Staff Member #2: “No problem. I can organise a temporary one for you.”

(She opens up my file on her computer.)

Staff Member #2: “Oh, unfortunately I can’t do that until your current card expires.”

Me: “It expires the day after tomorrow. You can’t do anything?”

Staff Member #2: “Really? It says here that it expires in a year.”

Me: “Huh? That can’t be right.”

(I show her the expiry date on the card. Sure enough, it says it expires that week.)

Staff Member #2: “Well, it says January 2019 here. You must have already renewed it. Have you already filled out one of these forms recently?”

Me: “No, I only realised the card was expiring yesterday.”

Staff Member #2: “It must have automatically renewed. Your new card should arrive in the mail sometime soon. You can have this back ,too.”

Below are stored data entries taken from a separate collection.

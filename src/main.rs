//! ops-batch 主入口
//! 在清单中的所有主机上并行执行一条命令并按到达顺序输出结果

use clap::Parser;
use ops_batch::{batch, cli::Cli, config::AppConfig, error::Result, telemetry};

#[tokio::main]
async fn main() {
    // 缺少命令参数时 clap 输出用法到 stderr 并以非零码退出，不会连接任何主机
    let cli = Cli::parse();

    // 加载 .env 文件
    // 按优先级加载：.env.<OPS_ENV> 或 .env.local > .env
    if let Ok(name) = std::env::var("OPS_ENV") {
        dotenv::from_filename(format!(".env.{}", name)).ok();
    } else {
        dotenv::from_filename(".env.local").ok();
        dotenv::dotenv().ok();
    }

    // 单个目标的失败只体现在输出中，不影响退出码
    if let Err(e) = run(&cli).await {
        eprintln!("Error: {}", e);
        std::process::exit(e.exit_code());
    }
}

async fn run(cli: &Cli) -> Result<()> {
    // 1. 加载配置，命令行参数优先
    let config = AppConfig::load(cli.overrides())?;

    // 2. 初始化日志与指标
    telemetry::init_telemetry(&config);
    telemetry::init_metrics();

    // 3. 执行批量任务
    let result = batch::run(&config, &cli.command).await?;

    tracing::debug!(outcomes = result.len(), "Batch finished");
    Ok(())
}
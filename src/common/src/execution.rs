//! 统一执行结果模型
//!
//! 每个目标恰好产生一个 ExecutionOutcome，一次批量执行的全部结果汇总为 RunResult

use std::sync::Arc;

use chrono::{DateTime, Utc};
use serde::{Deserialize, Serialize};

use crate::error::ExecError;
use crate::ssh::TargetDescriptor;

/// 单个目标的执行状态
#[derive(Debug, Clone, Copy, PartialEq, Eq, Hash, Serialize, Deserialize)]
#[serde(rename_all = "snake_case")]
pub enum OutcomeStatus {
    /// 已建立连接（中间状态，不会出现在返回的结果中）
    Connected,
    /// 连接或认证失败
    ConnectFailed,
    /// 连接成功但打开会话失败
    SessionFailed,
    /// 命令通道传输层失败
    CommandFailed,
    /// 命令已执行完毕（不区分远端退出码）
    Success,
}

impl OutcomeStatus {
    pub fn is_success(&self) -> bool {
        matches!(self, OutcomeStatus::Success)
    }

    pub fn as_str(&self) -> &'static str {
        match self {
            OutcomeStatus::Connected => "connected",
            OutcomeStatus::ConnectFailed => "connect_failed",
            OutcomeStatus::SessionFailed => "session_failed",
            OutcomeStatus::CommandFailed => "command_failed",
            OutcomeStatus::Success => "success",
        }
    }

    /// 报告中使用的状态标记
    pub fn marker(&self) -> &'static str {
        match self {
            OutcomeStatus::Connected => "Connected",
            OutcomeStatus::ConnectFailed => "Connect Failed",
            OutcomeStatus::SessionFailed => "Session Failed",
            OutcomeStatus::CommandFailed => "Command Failed",
            OutcomeStatus::Success => "OK",
        }
    }
}

impl std::fmt::Display for OutcomeStatus {
    fn fmt(&self, f: &mut std::fmt::Formatter<'_>) -> std::fmt::Result {
        f.write_str(self.as_str())
    }
}

/// 单个目标的最终执行结果
///
/// 创建后不可变；`error` 当且仅当状态不是 `Success` 时存在。
#[derive(Debug, Clone)]
pub struct ExecutionOutcome {
    target: Arc<TargetDescriptor>,
    status: OutcomeStatus,
    output: String,
    error: Option<ExecError>,
    exit_status: Option<u32>,
    exit_signal: Option<String>,
    started_at: DateTime<Utc>,
    duration_secs: f64,
}

impl ExecutionOutcome {
    /// 创建成功结果（远端退出码不影响状态）
    pub fn success(target: Arc<TargetDescriptor>, output: &str) -> Self {
        Self {
            target,
            status: OutcomeStatus::Success,
            output: output.trim().to_string(),
            error: None,
            exit_status: None,
            exit_signal: None,
            started_at: Utc::now(),
            duration_secs: 0.0,
        }
    }

    /// 创建失败结果，状态由错误类型决定
    pub fn failure(target: Arc<TargetDescriptor>, error: ExecError, output: &str) -> Self {
        Self {
            target,
            status: error.status(),
            output: output.trim().to_string(),
            error: Some(error),
            exit_status: None,
            exit_signal: None,
            started_at: Utc::now(),
            duration_secs: 0.0,
        }
    }

    pub fn with_exit_status(mut self, exit_status: Option<u32>) -> Self {
        self.exit_status = exit_status;
        self
    }

    pub fn with_exit_signal(mut self, exit_signal: Option<String>) -> Self {
        self.exit_signal = exit_signal;
        self
    }

    /// 记录开始时间与耗时
    pub fn with_timing(mut self, started_at: DateTime<Utc>, duration_secs: f64) -> Self {
        self.started_at = started_at;
        self.duration_secs = duration_secs;
        self
    }

    pub fn target(&self) -> &TargetDescriptor {
        &self.target
    }

    pub fn host(&self) -> &str {
        &self.target.host
    }

    pub fn status(&self) -> OutcomeStatus {
        self.status
    }

    pub fn output(&self) -> &str {
        &self.output
    }

    pub fn error(&self) -> Option<&ExecError> {
        self.error.as_ref()
    }

    pub fn exit_status(&self) -> Option<u32> {
        self.exit_status
    }

    pub fn exit_signal(&self) -> Option<&str> {
        self.exit_signal.as_deref()
    }

    pub fn started_at(&self) -> DateTime<Utc> {
        self.started_at
    }

    pub fn duration_secs(&self) -> f64 {
        self.duration_secs
    }

    pub fn is_success(&self) -> bool {
        self.status.is_success()
    }
}

/// 一次批量执行的全部结果（按到达顺序）
#[derive(Debug, Clone, Default)]
pub struct RunResult {
    outcomes: Vec<ExecutionOutcome>,
}

impl RunResult {
    pub fn new(outcomes: Vec<ExecutionOutcome>) -> Self {
        Self { outcomes }
    }

    pub fn push(&mut self, outcome: ExecutionOutcome) {
        self.outcomes.push(outcome);
    }

    pub fn len(&self) -> usize {
        self.outcomes.len()
    }

    pub fn is_empty(&self) -> bool {
        self.outcomes.is_empty()
    }

    pub fn iter(&self) -> impl Iterator<Item = &ExecutionOutcome> {
        self.outcomes.iter()
    }

    pub fn outcomes(&self) -> &[ExecutionOutcome] {
        &self.outcomes
    }

    /// 指定状态的结果数量
    pub fn count(&self, status: OutcomeStatus) -> usize {
        self.outcomes.iter().filter(|o| o.status() == status).count()
    }

    /// 按清单顺序排列的结果
    pub fn sorted_by_target(&self) -> Vec<&ExecutionOutcome> {
        let mut sorted: Vec<&ExecutionOutcome> = self.outcomes.iter().collect();
        sorted.sort_by_key(|o| o.target().index);
        sorted
    }

    /// 检查结果集是否与提交的目标一一对应
    pub fn covers(&self, targets: &[TargetDescriptor]) -> bool {
        if self.outcomes.len() != targets.len() {
            return false;
        }
        let mut seen: Vec<usize> = self.outcomes.iter().map(|o| o.target().index).collect();
        let mut expected: Vec<usize> = targets.iter().map(|t| t.index).collect();
        seen.sort_unstable();
        expected.sort_unstable();
        seen == expected
    }
}

impl IntoIterator for RunResult {
    type Item = ExecutionOutcome;
    type IntoIter = std::vec::IntoIter<ExecutionOutcome>;

    fn into_iter(self) -> Self::IntoIter {
        self.outcomes.into_iter()
    }
}

#[cfg(test)]
mod tests {
    use super::*;

    fn target(index: usize, host: &str) -> Arc<TargetDescriptor> {
        Arc::new(TargetDescriptor::with_password(index, host, "root", "pw"))
    }

    #[test]
    fn test_success_trims_output_and_has_no_error() {
        let outcome = ExecutionOutcome::success(target(0, "a"), "\n  web-01\n\n");
        assert_eq!(outcome.status(), OutcomeStatus::Success);
        assert_eq!(outcome.output(), "web-01");
        assert!(outcome.error().is_none());
        assert!(outcome.is_success());
    }

    #[test]
    fn test_failure_status_follows_error() {
        let outcome = ExecutionOutcome::failure(
            target(0, "a"),
            ExecError::Session("administratively prohibited".to_string()),
            "",
        );
        assert_eq!(outcome.status(), OutcomeStatus::SessionFailed);
        assert!(outcome.error().is_some());
        assert!(!outcome.is_success());
    }

    #[test]
    fn test_exit_status_does_not_change_status() {
        let outcome =
            ExecutionOutcome::success(target(0, "a"), "no such file").with_exit_status(Some(1));
        assert_eq!(outcome.status(), OutcomeStatus::Success);
        assert_eq!(outcome.exit_status(), Some(1));
    }

    #[test]
    fn test_status_serialization() {
        let cases = vec![
            (OutcomeStatus::Connected, "connected"),
            (OutcomeStatus::ConnectFailed, "connect_failed"),
            (OutcomeStatus::SessionFailed, "session_failed"),
            (OutcomeStatus::CommandFailed, "command_failed"),
            (OutcomeStatus::Success, "success"),
        ];

        for (status, expected) in cases {
            let json = serde_json::to_string(&status).unwrap();
            assert_eq!(json, format!("\"{}\"", expected));
            assert_eq!(status.as_str(), expected);
        }
    }

    #[test]
    fn test_run_result_covers_targets() {
        let targets: Vec<TargetDescriptor> = (0..3)
            .map(|i| TargetDescriptor::with_password(i, format!("h{}", i), "u", "p"))
            .collect();

        let mut result = RunResult::default();
        for t in targets.iter().rev() {
            result.push(ExecutionOutcome::success(Arc::new(t.clone()), "ok"));
        }
        assert!(result.covers(&targets));
        assert_eq!(result.count(OutcomeStatus::Success), 3);

        let order: Vec<usize> = result.sorted_by_target().iter().map(|o| o.target().index).collect();
        assert_eq!(order, vec![0, 1, 2]);
    }

    #[test]
    fn test_run_result_detects_duplicates() {
        let targets: Vec<TargetDescriptor> = (0..2)
            .map(|i| TargetDescriptor::with_password(i, format!("h{}", i), "u", "p"))
            .collect();

        let first = Arc::new(targets[0].clone());
        let result = RunResult::new(vec![
            ExecutionOutcome::success(first.clone(), ""),
            ExecutionOutcome::success(first, ""),
        ]);
        assert!(!result.covers(&targets));
    }
}
//! SSH执行模块
//! 单目标连接管理和命令执行

pub mod executor;

pub use executor::{fingerprint, HostKeyHandler, SshExecutor, SshSettings};
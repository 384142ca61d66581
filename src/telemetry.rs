//! 日志与追踪系统
//! 初始化结构化日志和指标收集
//!
//! 日志统一写入 stderr，stdout 只用于输出执行结果

use crate::config::AppConfig;
use tracing_subscriber::{layer::SubscriberExt, util::SubscriberInitExt, EnvFilter, Layer};

/// 结果计数指标
pub const OUTCOMES_TOTAL: &str = "ops_batch_outcomes_total";
/// 单目标耗时指标
pub const OUTCOME_DURATION_SECONDS: &str = "ops_batch_outcome_duration_seconds";

/// 初始化日志与追踪系统
pub fn init_telemetry(config: &AppConfig) {
    // 从环境变量构建过滤器
    let env_filter =
        EnvFilter::try_from_default_env().unwrap_or_else(|_| EnvFilter::new(&config.logging.level));

    // 根据配置选择日志格式
    let log_layer = match config.logging.format.to_lowercase().as_str() {
        "json" => tracing_subscriber::fmt::layer()
            .json()
            .with_writer(std::io::stderr)
            .with_target(false)
            .with_span_events(tracing_subscriber::fmt::format::FmtSpan::CLOSE)
            .boxed(),
        "pretty" => tracing_subscriber::fmt::layer()
            .pretty()
            .with_writer(std::io::stderr)
            .with_target(false)
            .boxed(),
        _ => tracing_subscriber::fmt::layer()
            .compact()
            .with_writer(std::io::stderr)
            .with_target(false)
            .boxed(),
    };

    // 初始化 subscriber
    tracing_subscriber::registry()
        .with(env_filter)
        .with(log_layer)
        .init();

    tracing::debug!(
        version = env!("CARGO_PKG_VERSION"),
        level = %config.logging.level,
        format = %config.logging.format,
        "Telemetry initialized"
    );
}

/// 初始化指标收集器
pub fn init_metrics() {
    // metrics 0.24 无需显式注册，未安装 recorder 时记录为空操作
    metrics::describe_counter!(OUTCOMES_TOTAL, "Execution outcomes by status");
    metrics::describe_histogram!(
        OUTCOME_DURATION_SECONDS,
        metrics::Unit::Seconds,
        "Wall time per target from connect to release"
    );
    tracing::debug!("Metrics initialized");
}

/// 记录单个目标的结果指标
pub fn record_outcome(outcome: &common::ExecutionOutcome) {
    metrics::counter!(OUTCOMES_TOTAL, "status" => outcome.status().as_str()).increment(1);
    metrics::histogram!(OUTCOME_DURATION_SECONDS).record(outcome.duration_secs());
}
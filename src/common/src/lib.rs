//! Common types shared between the ops-batch dispatcher and its executors

pub mod error;
pub mod execution;
pub mod ssh;

pub use error::ExecError;
pub use execution::{ExecutionOutcome, OutcomeStatus, RunResult};
pub use ssh::{HostKeyVerification, KnownHost, SshAuth, TargetDescriptor};
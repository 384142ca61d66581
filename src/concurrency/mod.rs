//! 并发控制模块
//! 为批量执行提供可选的全局并发上限，默认不限制

use std::sync::Arc;
use tokio::sync::{OwnedSemaphorePermit, Semaphore};
use tracing::debug;

/// 并发许可（持有 semaphore 许可，drop 时释放）
pub struct ConcurrencyPermit {
    _permit: Option<OwnedSemaphorePermit>,
}

/// 并发控制器
///
/// `limit` 为 None 时所有任务立即获得许可。
#[derive(Clone, Default)]
pub struct ConcurrencyLimiter {
    semaphore: Option<Arc<Semaphore>>,
    limit: Option<usize>,
}

impl ConcurrencyLimiter {
    /// 创建并发控制器，None 或 0 表示不限制
    pub fn new(limit: Option<usize>) -> Self {
        match limit.filter(|&n| n > 0) {
            Some(n) => Self {
                semaphore: Some(Arc::new(Semaphore::new(n))),
                limit: Some(n),
            },
            None => Self::unbounded(),
        }
    }

    /// 不限制并发
    pub fn unbounded() -> Self {
        Self {
            semaphore: None,
            limit: None,
        }
    }

    /// 获取执行许可，达到上限时等待
    pub async fn acquire(&self) -> ConcurrencyPermit {
        let permit = match &self.semaphore {
            // semaphore 从不关闭，acquire_owned 只会在关闭时失败
            Some(semaphore) => semaphore.clone().acquire_owned().await.ok(),
            None => None,
        };

        if permit.is_some() {
            debug!(available = self.available(), "Acquired concurrency permit");
        }

        ConcurrencyPermit { _permit: permit }
    }

    pub fn limit(&self) -> Option<usize> {
        self.limit
    }

    /// 当前可用许可数，不限制时返回 None
    pub fn available(&self) -> Option<usize> {
        self.semaphore.as_ref().map(|s| s.available_permits())
    }

    pub fn is_bounded(&self) -> bool {
        self.semaphore.is_some()
    }
}
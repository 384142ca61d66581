//! 命令行参数

use clap::Parser;

use crate::config::Overrides;

/// 在清单中的所有主机上并行执行同一条命令
#[derive(Debug, Parser)]
#[command(name = "ops-batch", version, about)]
pub struct Cli {
    /// 要在每台主机上执行的命令（原样传给远端 shell）
    pub command: String,

    /// 目标清单文件（默认 servers.yaml）
    #[arg(short, long)]
    pub inventory: Option<String>,

    /// 最大并发连接数（0 表示不限制）
    #[arg(short = 'c', long)]
    pub max_concurrency: Option<usize>,

    /// 连接超时（秒）
    #[arg(long)]
    pub connect_timeout: Option<u64>,

    /// 命令执行超时（秒），默认不限制
    #[arg(long)]
    pub command_timeout: Option<u64>,

    /// 主机密钥验证策略：disabled, accept, strict
    #[arg(long)]
    pub host_key_verification: Option<String>,

    /// 输出格式：text, json
    #[arg(short, long)]
    pub format: Option<String>,
}

impl Cli {
    /// 转换为配置覆盖项
    pub fn overrides(&self) -> Overrides {
        Overrides {
            inventory_path: self.inventory.clone(),
            max_concurrency: self.max_concurrency,
            connect_timeout_secs: self.connect_timeout,
            command_timeout_secs: self.command_timeout,
            host_key_verification: self.host_key_verification.clone(),
            output_format: self.format.clone(),
        }
    }
}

(She handed back all the paperwork I’d spent the day organising. Turned out the reason that I couldn’t access the form online to begin with was that it had already been renewed, but rather than anyone realising that, I was made to waste my entire afternoon filling it out and finding the necessary forms to attach. When I finally got home, I checked the letterbox to see that my new card had arrived while I was out.)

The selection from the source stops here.